Records contained in a dataset:
- - -
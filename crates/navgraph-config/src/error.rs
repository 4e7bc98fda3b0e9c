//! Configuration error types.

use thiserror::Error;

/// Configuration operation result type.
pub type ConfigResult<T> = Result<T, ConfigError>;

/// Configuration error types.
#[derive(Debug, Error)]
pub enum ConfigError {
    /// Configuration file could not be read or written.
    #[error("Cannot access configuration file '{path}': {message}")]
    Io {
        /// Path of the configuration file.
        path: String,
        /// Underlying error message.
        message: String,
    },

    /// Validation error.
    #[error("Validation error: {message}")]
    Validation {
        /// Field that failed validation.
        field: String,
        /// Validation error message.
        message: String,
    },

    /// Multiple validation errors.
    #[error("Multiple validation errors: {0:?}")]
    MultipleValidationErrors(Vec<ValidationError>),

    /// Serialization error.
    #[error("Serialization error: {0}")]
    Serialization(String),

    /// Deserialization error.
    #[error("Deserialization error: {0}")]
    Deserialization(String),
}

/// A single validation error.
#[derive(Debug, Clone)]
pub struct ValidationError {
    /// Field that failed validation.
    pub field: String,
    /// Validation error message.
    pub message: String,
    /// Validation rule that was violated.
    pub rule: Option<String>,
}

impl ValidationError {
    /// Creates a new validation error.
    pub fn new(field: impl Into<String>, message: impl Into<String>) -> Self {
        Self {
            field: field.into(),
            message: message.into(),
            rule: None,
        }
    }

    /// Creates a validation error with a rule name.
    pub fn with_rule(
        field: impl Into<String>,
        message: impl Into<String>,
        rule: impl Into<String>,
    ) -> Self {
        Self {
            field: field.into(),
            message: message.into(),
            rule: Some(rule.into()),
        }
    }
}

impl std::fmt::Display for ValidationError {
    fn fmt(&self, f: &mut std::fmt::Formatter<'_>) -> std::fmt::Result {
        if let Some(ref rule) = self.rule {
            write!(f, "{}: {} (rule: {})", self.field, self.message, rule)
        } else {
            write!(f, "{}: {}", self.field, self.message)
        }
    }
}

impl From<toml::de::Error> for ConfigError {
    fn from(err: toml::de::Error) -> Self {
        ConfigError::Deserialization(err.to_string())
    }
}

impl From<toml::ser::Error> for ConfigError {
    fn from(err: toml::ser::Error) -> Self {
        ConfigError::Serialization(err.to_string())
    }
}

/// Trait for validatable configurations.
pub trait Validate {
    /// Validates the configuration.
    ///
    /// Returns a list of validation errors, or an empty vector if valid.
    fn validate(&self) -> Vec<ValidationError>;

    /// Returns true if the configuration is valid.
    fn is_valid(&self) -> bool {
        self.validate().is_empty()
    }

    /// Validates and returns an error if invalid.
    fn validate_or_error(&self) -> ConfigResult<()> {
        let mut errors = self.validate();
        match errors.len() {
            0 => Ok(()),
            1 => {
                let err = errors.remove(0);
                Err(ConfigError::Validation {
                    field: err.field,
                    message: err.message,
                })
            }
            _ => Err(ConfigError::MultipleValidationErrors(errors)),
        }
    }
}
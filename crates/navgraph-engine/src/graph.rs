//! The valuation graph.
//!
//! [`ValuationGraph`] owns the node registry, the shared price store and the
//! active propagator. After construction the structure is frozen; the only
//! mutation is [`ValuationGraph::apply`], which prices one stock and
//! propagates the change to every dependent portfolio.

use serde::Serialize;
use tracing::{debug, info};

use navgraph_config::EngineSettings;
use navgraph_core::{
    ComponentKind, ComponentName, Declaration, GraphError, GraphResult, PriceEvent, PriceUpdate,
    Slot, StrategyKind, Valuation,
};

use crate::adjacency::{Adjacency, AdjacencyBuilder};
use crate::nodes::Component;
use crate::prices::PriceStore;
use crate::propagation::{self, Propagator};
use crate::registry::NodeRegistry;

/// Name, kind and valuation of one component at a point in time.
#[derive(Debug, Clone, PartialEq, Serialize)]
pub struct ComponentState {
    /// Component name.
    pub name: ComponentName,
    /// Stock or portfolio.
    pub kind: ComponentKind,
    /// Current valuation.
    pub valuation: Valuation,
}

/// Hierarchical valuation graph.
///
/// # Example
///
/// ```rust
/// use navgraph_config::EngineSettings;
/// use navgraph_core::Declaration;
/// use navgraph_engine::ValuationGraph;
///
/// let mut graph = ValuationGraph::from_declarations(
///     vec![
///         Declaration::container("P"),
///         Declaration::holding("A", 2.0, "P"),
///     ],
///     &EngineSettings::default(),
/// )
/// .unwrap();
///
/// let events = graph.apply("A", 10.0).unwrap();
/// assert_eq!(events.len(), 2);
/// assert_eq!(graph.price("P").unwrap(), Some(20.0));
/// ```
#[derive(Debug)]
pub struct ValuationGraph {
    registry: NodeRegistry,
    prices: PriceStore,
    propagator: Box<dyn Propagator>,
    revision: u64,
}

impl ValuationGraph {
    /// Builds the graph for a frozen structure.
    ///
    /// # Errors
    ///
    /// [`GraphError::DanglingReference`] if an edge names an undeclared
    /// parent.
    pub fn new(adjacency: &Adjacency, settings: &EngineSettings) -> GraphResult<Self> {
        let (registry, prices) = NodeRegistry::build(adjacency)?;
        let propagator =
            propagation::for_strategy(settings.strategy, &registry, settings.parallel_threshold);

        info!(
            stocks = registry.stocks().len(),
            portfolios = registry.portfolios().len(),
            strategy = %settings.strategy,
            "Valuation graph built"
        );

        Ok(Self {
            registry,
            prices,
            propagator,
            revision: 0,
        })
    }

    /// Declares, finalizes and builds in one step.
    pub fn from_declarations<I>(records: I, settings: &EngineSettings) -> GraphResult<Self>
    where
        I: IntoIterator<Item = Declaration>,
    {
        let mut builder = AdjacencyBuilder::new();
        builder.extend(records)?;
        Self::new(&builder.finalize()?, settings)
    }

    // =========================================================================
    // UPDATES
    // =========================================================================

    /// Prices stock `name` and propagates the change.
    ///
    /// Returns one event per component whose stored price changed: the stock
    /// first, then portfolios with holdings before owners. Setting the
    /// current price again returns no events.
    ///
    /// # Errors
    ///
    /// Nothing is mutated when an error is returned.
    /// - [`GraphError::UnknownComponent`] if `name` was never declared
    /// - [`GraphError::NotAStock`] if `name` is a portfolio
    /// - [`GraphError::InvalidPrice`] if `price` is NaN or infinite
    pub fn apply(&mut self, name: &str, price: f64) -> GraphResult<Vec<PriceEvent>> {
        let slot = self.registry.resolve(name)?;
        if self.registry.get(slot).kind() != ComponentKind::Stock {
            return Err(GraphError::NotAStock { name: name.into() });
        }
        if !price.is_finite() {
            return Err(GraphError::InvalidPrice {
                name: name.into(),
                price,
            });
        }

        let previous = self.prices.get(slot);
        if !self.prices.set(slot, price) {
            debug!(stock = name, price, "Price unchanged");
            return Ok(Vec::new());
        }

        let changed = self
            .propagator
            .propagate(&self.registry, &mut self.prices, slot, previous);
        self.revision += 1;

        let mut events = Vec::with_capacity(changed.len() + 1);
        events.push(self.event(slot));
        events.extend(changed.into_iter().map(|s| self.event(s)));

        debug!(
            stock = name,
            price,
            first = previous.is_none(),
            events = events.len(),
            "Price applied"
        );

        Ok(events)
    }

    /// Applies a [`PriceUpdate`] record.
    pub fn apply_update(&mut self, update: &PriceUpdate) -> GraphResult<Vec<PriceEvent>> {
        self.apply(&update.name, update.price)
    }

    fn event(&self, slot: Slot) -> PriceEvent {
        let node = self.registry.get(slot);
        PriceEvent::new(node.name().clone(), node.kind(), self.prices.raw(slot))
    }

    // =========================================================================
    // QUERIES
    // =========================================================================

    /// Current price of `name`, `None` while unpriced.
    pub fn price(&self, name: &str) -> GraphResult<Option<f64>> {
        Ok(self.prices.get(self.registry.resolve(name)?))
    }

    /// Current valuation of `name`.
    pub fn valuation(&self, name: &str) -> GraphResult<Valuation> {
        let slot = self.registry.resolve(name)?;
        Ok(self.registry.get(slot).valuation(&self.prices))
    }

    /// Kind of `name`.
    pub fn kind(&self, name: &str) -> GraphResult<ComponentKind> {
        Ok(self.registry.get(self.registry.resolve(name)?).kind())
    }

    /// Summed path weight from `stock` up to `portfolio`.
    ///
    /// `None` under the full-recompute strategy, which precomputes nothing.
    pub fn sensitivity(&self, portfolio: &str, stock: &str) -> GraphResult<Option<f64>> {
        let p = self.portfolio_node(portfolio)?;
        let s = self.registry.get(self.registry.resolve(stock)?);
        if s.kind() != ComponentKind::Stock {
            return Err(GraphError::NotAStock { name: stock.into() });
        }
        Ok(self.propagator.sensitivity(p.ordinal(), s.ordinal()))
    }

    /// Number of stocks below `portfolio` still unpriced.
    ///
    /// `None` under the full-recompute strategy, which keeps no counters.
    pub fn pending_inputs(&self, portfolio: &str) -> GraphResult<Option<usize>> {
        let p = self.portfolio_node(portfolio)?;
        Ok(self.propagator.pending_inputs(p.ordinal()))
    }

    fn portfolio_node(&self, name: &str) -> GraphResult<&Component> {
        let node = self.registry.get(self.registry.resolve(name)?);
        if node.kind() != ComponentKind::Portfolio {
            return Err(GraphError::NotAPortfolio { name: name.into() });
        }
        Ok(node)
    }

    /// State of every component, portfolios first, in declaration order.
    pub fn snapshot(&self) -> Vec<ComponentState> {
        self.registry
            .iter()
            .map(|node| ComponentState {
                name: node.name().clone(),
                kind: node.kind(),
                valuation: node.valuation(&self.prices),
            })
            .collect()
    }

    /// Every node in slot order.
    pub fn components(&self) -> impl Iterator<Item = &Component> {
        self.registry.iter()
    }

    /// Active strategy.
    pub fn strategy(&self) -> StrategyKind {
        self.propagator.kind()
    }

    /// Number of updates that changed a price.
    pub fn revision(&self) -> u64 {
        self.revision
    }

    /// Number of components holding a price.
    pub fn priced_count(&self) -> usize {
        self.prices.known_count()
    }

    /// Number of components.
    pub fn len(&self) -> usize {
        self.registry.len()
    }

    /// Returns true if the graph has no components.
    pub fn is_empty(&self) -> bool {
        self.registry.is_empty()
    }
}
- - -
**Aim of the exercise:** Reproduce each line of the entries in which the word "derive" is found.

**Result for this task:**
#[derive(Debug, Error)]
#[derive(Debug, Clone)]
#[derive(Debug, Clone, PartialEq, Serialize)]
#[derive(Debug)]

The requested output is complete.